WFGI
- Charleroi, Pennsylvania; United States;
- Frequency: 940 kHz
- Branding: Froggy Country

Programming
- Format: Country music

Ownership
- Owner: Keymarket Licenses, LLC

History
- First air date: November 9, 1947 (as WESA)
- Last air date: April 9, 2012
- Former call signs: WESA (1947–2000); WOGI (2000); WPNT (2000–2001);

Technical information
- Facility ID: 21215
- Class: D
- Power: 250 watts day; 5 watts night;
- Transmitter coordinates: 40°7′24.3″N 79°53′44.2″W﻿ / ﻿40.123417°N 79.895611°W

= WFGI (AM) =

WFGI (940 AM) was an American radio station broadcasting at a daytime power of 250 watts, and a nighttime power of five watts.
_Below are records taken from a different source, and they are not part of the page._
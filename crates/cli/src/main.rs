// GridHub CLI - spreadsheet grids over remote cell stores, headless

mod exit_codes;
mod registry;
mod values;

use std::path::PathBuf;
use std::process::ExitCode;

use clap::{Parser, Subcommand};

use gridhub_config::secrets;
use gridhub_config::settings::{Settings, SETTING_KEYS};
use gridhub_grid::CellAddress;

use exit_codes::{EXIT_ERROR, EXIT_IO, EXIT_PARSE, EXIT_SUCCESS, EXIT_USAGE};

#[derive(Parser)]
#[command(name = "ghub")]
#[command(about = "Spreadsheet grids over remote cell stores (headless)")]
#[command(version)]
#[command(subcommand_required = false)]
struct Cli {
    #[command(subcommand)]
    command: Option<Commands>,
}

#[derive(Subcommand)]
enum Commands {
    /// Spreadsheet records in the registry
    Sheet {
        #[command(subcommand)]
        command: SheetCommands,
    },

    /// Cell records in the registry
    Cell {
        #[command(subcommand)]
        command: CellCommands,
    },

    /// Fetch a sheet's values and print them as CSV
    #[command(after_help = "\
Examples:
  ghub pull ext-1
  ghub pull ext-1 --range A1:D20 -o sheet.csv
  ghub pull            # uses sheet.default / GRIDHUB_SHEET")]
    Pull {
        /// External sheet id (omit to use sheet.default)
        sheet: Option<String>,

        /// Range to fetch
        #[arg(long, default_value = "A1:Z1000")]
        range: String,

        /// Output file (omit for stdout)
        #[arg(long, short = 'o')]
        output: Option<PathBuf>,

        /// Suppress stderr notes
        #[arg(long, short = 'q')]
        quiet: bool,
    },

    /// Edit one cell and write it through to the remote sheet
    #[command(after_help = "\
The edit is applied to the fetched grid first, then written remotely.
A failed write keeps nothing remote and exits with code 30.

Examples:
  ghub edit B2 '42' --sheet ext-1
  ghub edit AA101 'note'       # grid grows to fit the address")]
    Edit {
        /// Cell address, e.g. B2
        address: String,

        /// New cell value
        value: String,

        /// External sheet id (omit to use sheet.default)
        #[arg(long)]
        sheet: Option<String>,
    },

    /// Grow the grid to a target shape and push it to the remote sheet
    #[command(after_help = "\
Grids never shrink: targets smaller than the current shape leave the
grid as it is, and the full grid is pushed either way.

Examples:
  ghub resize --rows 20 --cols 8 --sheet ext-1")]
    Resize {
        /// Target row count
        #[arg(long)]
        rows: u32,

        /// Target column count
        #[arg(long)]
        cols: u32,

        /// External sheet id (omit to use sheet.default)
        #[arg(long)]
        sheet: Option<String>,
    },

    /// Configuration
    Config {
        #[command(subcommand)]
        command: ConfigCommands,
    },
}

#[derive(Subcommand)]
enum SheetCommands {
    /// List spreadsheets with their links
    List {
        /// Machine-readable output
        #[arg(long)]
        json: bool,
    },

    /// Create a spreadsheet
    Create {
        /// Spreadsheet name
        name: String,
    },

    /// Rename a spreadsheet
    Rename {
        /// Spreadsheet id
        id: i64,

        /// New name
        name: String,
    },

    /// Delete a spreadsheet
    Delete {
        /// Spreadsheet id
        id: i64,
    },

    /// Show one spreadsheet record
    Show {
        /// Spreadsheet id
        id: i64,

        /// Machine-readable output
        #[arg(long)]
        json: bool,
    },

    /// Delete empty cell records in bulk
    Clean {
        /// Spreadsheet id
        id: i64,
    },
}

#[derive(Subcommand)]
enum CellCommands {
    /// List cell records for a spreadsheet
    List {
        /// Spreadsheet id
        sheet_id: i64,

        /// Machine-readable output
        #[arg(long)]
        json: bool,
    },

    /// Store a cell record
    Add {
        /// Spreadsheet id
        sheet_id: i64,

        /// Cell address, e.g. B2
        address: String,

        /// Cell value
        value: String,
    },

    /// Replace a cell record's value
    Set {
        /// Cell record id
        cell_id: i64,

        /// New value
        value: String,
    },

    /// Delete a cell record
    Rm {
        /// Cell record id
        cell_id: i64,
    },

    /// Evaluate a cell record on the backend and print the result
    Eval {
        /// Cell record id
        cell_id: i64,
    },
}

#[derive(Subcommand)]
enum ConfigCommands {
    /// Read one setting
    Get {
        /// Dotted key, e.g. registry.url
        key: String,
    },

    /// Write one setting
    Set {
        /// Dotted key, e.g. registry.url
        key: String,

        /// New value (empty clears sheet.default)
        value: String,
    },

    /// Print the settings file path
    Path,

    /// Show whether a values API key is configured
    Key,

    /// Store the values API key in the system keychain
    SetKey {
        /// The API key
        key: String,
    },

    /// Remove the values API key from the system keychain
    DeleteKey,
}

fn main() -> ExitCode {
    let cli = Cli::parse();

    let result = match cli.command {
        None => {
            // No subcommand = show help
            eprintln!("Usage: ghub <command> [options]");
            eprintln!("       ghub --help for more information");
            Ok(())
        }
        Some(Commands::Sheet { command }) => match command {
            SheetCommands::List { json } => registry::cmd_sheet_list(json),
            SheetCommands::Create { name } => registry::cmd_sheet_create(name),
            SheetCommands::Rename { id, name } => registry::cmd_sheet_rename(id, name),
            SheetCommands::Delete { id } => registry::cmd_sheet_delete(id),
            SheetCommands::Show { id, json } => registry::cmd_sheet_show(id, json),
            SheetCommands::Clean { id } => registry::cmd_sheet_clean(id),
        },
        Some(Commands::Cell { command }) => match command {
            CellCommands::List { sheet_id, json } => registry::cmd_cell_list(sheet_id, json),
            CellCommands::Add { sheet_id, address, value } => {
                registry::cmd_cell_add(sheet_id, address, value)
            }
            CellCommands::Set { cell_id, value } => registry::cmd_cell_set(cell_id, value),
            CellCommands::Rm { cell_id } => registry::cmd_cell_rm(cell_id),
            CellCommands::Eval { cell_id } => registry::cmd_cell_eval(cell_id),
        },
        Some(Commands::Pull { sheet, range, output, quiet }) => {
            values::cmd_pull(sheet, range, output, quiet)
        }
        Some(Commands::Edit { address, value, sheet }) => values::cmd_edit(address, value, sheet),
        Some(Commands::Resize { rows, cols, sheet }) => values::cmd_resize(rows, cols, sheet),
        Some(Commands::Config { command }) => match command {
            ConfigCommands::Get { key } => cmd_config_get(key),
            ConfigCommands::Set { key, value } => cmd_config_set(key, value),
            ConfigCommands::Path => cmd_config_path(),
            ConfigCommands::Key => cmd_config_key(),
            ConfigCommands::SetKey { key } => cmd_config_set_key(key),
            ConfigCommands::DeleteKey => cmd_config_delete_key(),
        },
    };

    match result {
        Ok(()) => ExitCode::from(EXIT_SUCCESS),
        Err(CliError { code, message, hint }) => {
            if !message.is_empty() {
                eprintln!("error: {}", message);
            }
            if let Some(hint) = hint {
                eprintln!("hint:  {}", hint);
            }
            ExitCode::from(code)
        }
    }
}

#[derive(Debug)]
pub struct CliError {
    pub code: u8,
    pub message: String,
    pub hint: Option<String>,
}

impl CliError {
    pub fn args(msg: impl Into<String>) -> Self {
        Self { code: EXIT_USAGE, message: msg.into(), hint: None }
    }

    pub fn io(msg: impl Into<String>) -> Self {
        Self { code: EXIT_IO, message: msg.into(), hint: None }
    }

    pub fn parse(msg: impl Into<String>) -> Self {
        Self { code: EXIT_PARSE, message: msg.into(), hint: None }
    }

    /// Add a hint to an existing error.
    pub fn with_hint(mut self, hint: impl Into<String>) -> Self {
        self.hint = Some(hint.into());
        self
    }
}

/// Parse a cell address argument, mapping the library error to a
/// parse-grade CLI error.
pub(crate) fn parse_address(s: &str) -> Result<CellAddress, CliError> {
    s.parse()
        .map_err(|e| CliError::parse(format!("invalid cell address {:?}: {}", s, e)))
}

// ============================================================================
// config
// ============================================================================

fn cmd_config_get(key: String) -> Result<(), CliError> {
    let settings = Settings::load();
    match settings.get(&key) {
        Some(value) => {
            println!("{}", value);
            Ok(())
        }
        None => Err(CliError::args(format!(
            "Unknown setting '{}'. Valid keys: {}",
            key,
            SETTING_KEYS.join(", ")
        ))),
    }
}

fn cmd_config_set(key: String, value: String) -> Result<(), CliError> {
    let mut settings = Settings::load();
    settings.set(&key, &value).map_err(CliError::args)?;
    settings.save().map_err(CliError::io)?;
    eprintln!("{} = {}", key, value);
    Ok(())
}

fn cmd_config_path() -> Result<(), CliError> {
    println!("{}", Settings::config_path_display());
    Ok(())
}

fn cmd_config_key() -> Result<(), CliError> {
    // Never print the key itself, only where it came from.
    let lookup = secrets::get_api_key();
    match lookup.key {
        Some(_) => println!("API key: set ({})", lookup.source.as_str()),
        None => println!("API key: not set"),
    }
    Ok(())
}

fn cmd_config_set_key(key: String) -> Result<(), CliError> {
    secrets::set_api_key(&key).map_err(|e| CliError {
        code: EXIT_ERROR,
        message: e,
        hint: Some(format!(
            "or set the {} environment variable",
            secrets::API_KEY_ENV
        )),
    })?;
    eprintln!("API key stored in keychain");
    Ok(())
}

fn cmd_config_delete_key() -> Result<(), CliError> {
    secrets::delete_api_key().map_err(|e| CliError {
        code: EXIT_ERROR,
        message: e,
        hint: None,
    })?;
    eprintln!("API key removed from keychain");
    Ok(())
}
The station was last licensed to Keymarket Licenses, LLC and served the area around Charleroi, Pennsylvania, south of Pittsburgh.

==History==

===Beginnings as WESA===

For many of its years, this station was known as WESA. The station debuted November 9, 1947, and for much of its existence, operated as a full-service station serving the Mon-Yough valley, which comprises communities along the Monongahela and Youghiogheny Rivers.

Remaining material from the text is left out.